Les auteurs du rapport, dont le député (LREM) Matthieu Orphelin, le Club des territoires cyclables et la Fabrique écologique, suggèrent de généraliser l'indemnité kilométrique vélo dans toutes les entreprises en moins de quatre ans. Objectif: 1,4 million de salariés cyclistes en 2022, contre 700 000 aujourd'hui.

Ce "changement d'échelle (est) indispensable pour que cette mesure d'intérêt général prenne tout son sens", souligne le texte auquel ont aussi contribué la Fondation pour la nature et l'homme et la Fédération des usagers de la bicyclette. La marge de progrès est grande : plus de 70% des déplacements domicile-travail de moins de 5 km sont effectués en voiture, selon l'Insee.

Or, là où l'IKV a été mise en place, elle a permis de doubler la pratique du vélo en moins d'un an (passée de 3% à 6% de part modale), souligne le rapport, qui met en avant des bénéfices "nombreux". D'abord sur la santé des salariés. Selon deux études, dont une menée aux Pays-Bas où ce type d'indemnité existe depuis 1995, la réduction des arrêts maladie peut aller jusqu'à 15%.

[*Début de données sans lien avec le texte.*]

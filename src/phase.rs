use serde::{Deserialize, Serialize};
use tracing::{debug, warn};

/// Canonical match phases. Exactly one is current at any time; only the
/// phase machine mutates it.
#[derive(Debug, Clone, Copy, Serialize, Deserialize, PartialEq, Eq, Hash)]
#[serde(rename_all = "snake_case")]
pub enum Phase {
    Idle,
    Lobby,
    ChampSelect,
    Loading,
    InGame,
    PostGame,
}

/// Reduces a raw client gameflow string to a canonical phase. Unknown
/// strings map to `Idle`.
pub fn map_gameflow_phase(raw: &str) -> Phase {
    match raw {
        "None" => Phase::Idle,
        "Lobby" => Phase::Lobby,
        "Matchmaking" | "ReadyCheck" => Phase::Lobby,
        "ChampSelect" => Phase::ChampSelect,
        "GameStart" => Phase::Loading,
        "InProgress" => Phase::InGame,
        "WaitingForStats" | "PreEndOfGame" | "EndOfGame" => Phase::PostGame,
        _ => Phase::Idle,
    }
}

/// Advisory edges. The client remains the source of truth: a transition
/// outside this set is logged and applied anyway.
fn is_advisory_edge(from: Phase, to: Phase) -> bool {
    use Phase::*;
    matches!(
        (from, to),
        (Idle, Lobby)
            | (Lobby, ChampSelect)
            | (Lobby, Idle)
            | (ChampSelect, Loading)
            | (ChampSelect, Lobby)
            | (Loading, InGame)
            | (InGame, PostGame)
            | (PostGame, Idle)
            | (PostGame, Lobby)
    )
}

#[derive(Debug)]
pub struct PhaseMachine {
    current: Phase,
}

impl Default for PhaseMachine {
    fn default() -> Self {
        Self::new()
    }
}

impl PhaseMachine {
    pub fn new() -> Self {
        Self {
            current: Phase::Idle,
        }
    }

    pub fn current(&self) -> Phase {
        self.current
    }

    /// Ingest a raw client phase string. Returns the `(from, to)` transition
    /// if the canonical phase changed, `None` on a same-phase no-op.
    pub fn apply_raw(&mut self, raw: &str) -> Option<(Phase, Phase)> {
        self.apply(map_gameflow_phase(raw))
    }

    pub fn apply(&mut self, next: Phase) -> Option<(Phase, Phase)> {
        let from = self.current;
        if next == from {
            return None;
        }
        if !is_advisory_edge(from, next) {
            warn!(?from, to = ?next, "applying non-advisory phase transition");
        } else {
            debug!(?from, to = ?next, "phase transition");
        }
        self.current = next;
        Some((from, next))
    }

    /// Force the machine back to `Idle`, emitting a transition if the prior
    /// state was non-idle.
    pub fn reset(&mut self) -> Option<(Phase, Phase)> {
        let from = self.current;
        if from == Phase::Idle {
            return None;
        }
        self.current = Phase::Idle;
        Some((from, Phase::Idle))
    }
}

#[cfg(test)]
mod tests {
    use super::{map_gameflow_phase, Phase, PhaseMachine};

    #[test]
    fn maps_client_strings_to_canonical_phases() {
        assert_eq!(map_gameflow_phase("None"), Phase::Idle);
        assert_eq!(map_gameflow_phase("Lobby"), Phase::Lobby);
        assert_eq!(map_gameflow_phase("Matchmaking"), Phase::Lobby);
        assert_eq!(map_gameflow_phase("ReadyCheck"), Phase::Lobby);
        assert_eq!(map_gameflow_phase("ChampSelect"), Phase::ChampSelect);
        assert_eq!(map_gameflow_phase("GameStart"), Phase::Loading);
        assert_eq!(map_gameflow_phase("InProgress"), Phase::InGame);
        assert_eq!(map_gameflow_phase("WaitingForStats"), Phase::PostGame);
        assert_eq!(map_gameflow_phase("PreEndOfGame"), Phase::PostGame);
        assert_eq!(map_gameflow_phase("EndOfGame"), Phase::PostGame);
        assert_eq!(map_gameflow_phase("ChampSelect2"), Phase::Idle);
        assert_eq!(map_gameflow_phase(""), Phase::Idle);
    }

    #[test]
    fn first_transition_starts_from_idle() {
        let mut machine = PhaseMachine::new();
        let (from, to) = machine
            .apply_raw("Lobby")
            .expect("expected transition from fresh machine");
        assert_eq!(from, Phase::Idle);
        assert_eq!(to, Phase::Lobby);
    }

    #[test]
    fn same_phase_input_is_a_no_op() {
        let mut machine = PhaseMachine::new();
        machine.apply_raw("Lobby");
        assert!(machine.apply_raw("Lobby").is_none());
        assert!(machine.apply_raw("Matchmaking").is_none());
        assert_eq!(machine.current(), Phase::Lobby);
    }

    #[test]
    fn transitions_chain_so_from_equals_previous_to() {
        let mut machine = PhaseMachine::new();
        let inputs = ["Lobby", "ChampSelect", "GameStart", "InProgress", "EndOfGame"];
        let mut previous_to = Phase::Idle;
        for input in inputs {
            let (from, to) = machine.apply_raw(input).expect("expected transition");
            assert_eq!(from, previous_to);
            previous_to = to;
        }
        assert_eq!(machine.current(), Phase::PostGame);
    }

    #[test]
    fn non_advisory_edge_is_still_applied() {
        let mut machine = PhaseMachine::new();
        machine.apply_raw("InProgress");
        assert_eq!(machine.current(), Phase::InGame);
        let (from, to) = machine
            .apply_raw("ChampSelect")
            .expect("client-authoritative transition must apply");
        assert_eq!(from, Phase::InGame);
        assert_eq!(to, Phase::ChampSelect);
    }

    #[test]
    fn dodge_returns_to_lobby() {
        let mut machine = PhaseMachine::new();
        machine.apply_raw("Lobby");
        machine.apply_raw("ChampSelect");
        let (from, to) = machine.apply_raw("Lobby").expect("dodge should transition");
        assert_eq!((from, to), (Phase::ChampSelect, Phase::Lobby));
    }

    #[test]
    fn reset_forces_idle_and_emits_once() {
        let mut machine = PhaseMachine::new();
        machine.apply_raw("InProgress");
        let (from, to) = machine.reset().expect("reset from non-idle should emit");
        assert_eq!((from, to), (Phase::InGame, Phase::Idle));
        assert!(machine.reset().is_none());
    }
}
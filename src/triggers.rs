use std::collections::{HashMap, HashSet, VecDeque};

use serde_json::{json, Value};
use tracing::debug;

use crate::{
    events::{MacroCall, Urgency},
    livegame::{GameEvent, PlayerSlot, Snapshot},
};

const GOLD_PER_CS: i64 = 20;
const GOLD_PER_KILL: i64 = 300;
const GOLD_PER_ASSIST: i64 = 150;
const GOLD_SWING_THRESHOLD: i64 = 1000;
const THROW_GUARD_LEAD: i64 = 3000;
const DEATH_WINDOW_SECS: f64 = 30.0;
const BARON_FIRST_SPAWN: f64 = 1200.0;
const BARON_RESPAWN: f64 = 360.0;
const MID_GAME_START: f64 = 840.0;
const LATE_GAME_START: f64 = 1500.0;
const ADVICE_COOLDOWN_MS: u64 = 60_000;
const GOLD_HISTORY_CAP: usize = 256;
const POWER_SPIKE_LEVELS: &[u32] = &[6, 11, 16];

#[derive(Debug, Clone, Copy, PartialEq, Eq, Hash)]
pub enum Team {
    Order,
    Chaos,
}

impl Team {
    pub fn opponent(self) -> Team {
        match self {
            Team::Order => Team::Chaos,
            Team::Chaos => Team::Order,
        }
    }

    fn from_scoreboard(tag: &str) -> Option<Team> {
        match tag {
            "ORDER" => Some(Team::Order),
            "CHAOS" => Some(Team::Chaos),
            _ => None,
        }
    }
}

#[derive(Debug, Clone, Copy, PartialEq, Eq, Hash)]
pub enum Lane {
    Top,
    Mid,
    Bot,
}

impl Lane {
    fn as_str(self) -> &'static str {
        match self {
            Lane::Top => "top",
            Lane::Mid => "mid",
            Lane::Bot => "bot",
        }
    }

    fn assigned_position(self) -> &'static str {
        match self {
            Lane::Top => "TOP",
            Lane::Mid => "MIDDLE",
            Lane::Bot => "BOTTOM",
        }
    }
}

/// Parses a structure name like `Turret_T1_R_03_A` or `Barracks_T2_L1` into
/// its owning team and lane. `T1` is ORDER; `_L`/`_C`/`_R` are top/mid/bot.
pub fn parse_structure_name(name: &str) -> Option<(Team, Lane)> {
    let (team, rest) = if let Some(idx) = name.find("_T1") {
        (Team::Order, &name[idx + 3..])
    } else if let Some(idx) = name.find("_T2") {
        (Team::Chaos, &name[idx + 3..])
    } else {
        return None;
    };
    let lane = if rest.contains("_L") || rest.starts_with('L') {
        Lane::Top
    } else if rest.contains("_C") || rest.starts_with('C') {
        Lane::Mid
    } else if rest.contains("_R") || rest.starts_with('R') {
        Lane::Bot
    } else {
        return None;
    };
    Some((team, lane))
}

#[derive(Debug, Clone, Copy, PartialEq, Eq)]
pub enum TriggerKind {
    ResetNow,
    BaronWindow,
    ContestObjective,
    BaronCall,
    CatchWave,
    WinCondition,
    BaronBait,
    Ace,
    GoldSwing,
    DeathTimers,
    PowerSpike,
    ObjectiveTaken,
}

impl TriggerKind {
    pub fn as_str(self) -> &'static str {
        match self {
            TriggerKind::ResetNow => "RESET_NOW",
            TriggerKind::BaronWindow => "BARON_WINDOW",
            TriggerKind::ContestObjective => "CONTEST_OBJECTIVE",
            TriggerKind::BaronCall => "BARON_CALL",
            TriggerKind::CatchWave => "CATCH_WAVE",
            TriggerKind::WinCondition => "WIN_CONDITION",
            TriggerKind::BaronBait => "BARON_BAIT",
            TriggerKind::Ace => "ACE",
            TriggerKind::GoldSwing => "GOLD_SWING",
            TriggerKind::DeathTimers => "DEATH_TIMERS",
            TriggerKind::PowerSpike => "POWER_SPIKE",
            TriggerKind::ObjectiveTaken => "OBJECTIVE_TAKEN",
        }
    }
}

#[derive(Debug, Clone)]
pub struct LocalAdvice {
    pub message: String,
    pub window_seconds: u32,
}

/// One classified state change. A set `local` payload marks a deterministic
/// result that bypasses the LLM entirely.
#[derive(Debug, Clone)]
pub struct TriggerResult {
    pub kind: TriggerKind,
    pub detail: String,
    pub urgency: Urgency,
    pub local: Option<LocalAdvice>,
    pub llm_worthy: bool,
}

impl TriggerResult {
    fn local(
        kind: TriggerKind,
        detail: impl Into<String>,
        urgency: Urgency,
        message: impl Into<String>,
        window_seconds: u32,
    ) -> Self {
        Self {
            kind,
            detail: detail.into(),
            urgency,
            local: Some(LocalAdvice {
                message: message.into(),
                window_seconds,
            }),
            llm_worthy: false,
        }
    }

    fn llm(kind: TriggerKind, detail: impl Into<String>, urgency: Urgency) -> Self {
        Self {
            kind,
            detail: detail.into(),
            urgency,
            local: None,
            llm_worthy: true,
        }
    }
}

/// What one evaluation round produced, after the dispatch policy.
#[derive(Debug, Clone)]
pub enum EngineOutput {
    Local(MacroCall),
    LlmRequest {
        context: String,
        phase_tag: &'static str,
    },
}

fn phase_tag_for(game_time: f64) -> &'static str {
    if game_time <= MID_GAME_START {
        "early"
    } else if game_time <= LATE_GAME_START {
        "mid"
    } else {
        "late"
    }
}

#[derive(Debug, Default)]
struct TriggerState {
    ally_team: Option<Team>,
    name_team: HashMap<String, Team>,
    gold_history: VecDeque<(f64, i64)>,
    ally_drakes: u32,
    enemy_drakes: u32,
    last_baron_kill: Option<f64>,
    ally_death_times: VecDeque<f64>,
    turrets_down: HashMap<(Team, Lane), u32>,
    ally_inhibs_down: HashSet<Lane>,
    enemy_inhibs_down: HashSet<Lane>,
    player_levels: HashMap<String, u32>,
    seen_events: HashSet<String>,
    last_reported_lead: i64,
    last_advice_ms: Option<u64>,
    last_game_time: f64,
    active_summary: Option<Value>,
}

/// Stateful detector over the live-telemetry stream. Single-writer: only
/// snapshot/event callbacks mutate it, serialized by the caller.
#[derive(Debug, Default)]
pub struct TriggerEngine {
    state: TriggerState,
}
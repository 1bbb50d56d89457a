//! Recent-packet memory for repeat suppression.
//!
//! A fixed ring of slots keyed by the FNV-1a hash of the frame. Lookups scan
//! every slot; inserts always displace the slot with the oldest timestamp, so
//! the least recently seen hash goes first. Timestamps are compared with
//! wrapping subtraction and stay correct across counter wraparound.

/// Slots in the reference configuration.
pub const DEFAULT_CAPACITY: usize = 8;

#[derive(Debug, Clone, Copy, PartialEq, Eq)]
pub struct DedupEntry {
    pub hash: u32,
    pub captured_at_ms: u64,
}

#[derive(Debug, Clone)]
pub struct RecentPacketCache {
    slots: Vec<Option<DedupEntry>>,
}

impl Default for RecentPacketCache {
    fn default() -> Self {
        Self::with_capacity(DEFAULT_CAPACITY)
    }
}

impl RecentPacketCache {
    pub fn with_capacity(capacity: usize) -> Self {
        Self {
            slots: vec![None; capacity.max(1)],
        }
    }

    pub fn capacity(&self) -> usize {
        self.slots.len()
    }

    /// Live entries.
    pub fn len(&self) -> usize {
        self.slots.iter().flatten().count()
    }

    pub fn is_empty(&self) -> bool {
        self.len() == 0
    }

    /// True iff `hash` was remembered no more than `window_ms` before `now_ms`.
    ///
    /// Stale entries are left in place.
    pub fn seen(&self, hash: u32, now_ms: u64, window_ms: u64) -> bool {
        self.slots.iter().flatten().any(|entry| {
            entry.hash == hash && now_ms.wrapping_sub(entry.captured_at_ms) <= window_ms
        })
    }

    /// Store `hash`, overwriting the oldest slot.
    ///
    /// Empty slots count as oldest. Ties go to the lowest index.
    pub fn remember(&mut self, hash: u32, now_ms: u64) {
        let mut target = 0;
        let mut oldest_age = None;
        for (i, slot) in self.slots.iter().enumerate() {
            let age = match slot {
                None => u64::MAX,
                Some(entry) => now_ms.wrapping_sub(entry.captured_at_ms),
            };
            if oldest_age.map_or(true, |oldest| age > oldest) {
                target = i;
                oldest_age = Some(age);
            }
        }
        self.slots[target] = Some(DedupEntry {
            hash,
            captured_at_ms: now_ms,
        });
    }

    pub fn entries(&self) -> impl Iterator<Item = &DedupEntry> {
        self.slots.iter().flatten()
    }
}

Seules 85 entreprises la proposent

Les entreprises, qui profiteront selon le rapport d'une meilleure productivité de leurs employés, subiront des coûts "très limités". En effet, selon le document, le "coût moyen de généralisation de l'IKV, à horizon 2022, atteint moins de 23 euros par salarié et par an dans l'hypothèse la plus ambitieuse" (IKV à 35euros/mois et cumulée avec le remboursement d'un abonnement transport en commun), estime le rapport.

Instaurée par la loi de transition énergétique de 2015, l'IKV n'a pas décollé : en 2017, seules 85 entreprises la proposaient. Ce qui représente 150 000 salariés, soit 0,5% des actifs, et au final moins de 10 000 bénéficiaires. Décathlon, RTE, Voies navigables de France ou la communauté d'agglomération de La Rochelle font partie des sociétés ou des collectivités qui l'ont mis en place. Par comparaison, en Belgique, 83% des actifs travaillent dans une structure proposant ce dispositif.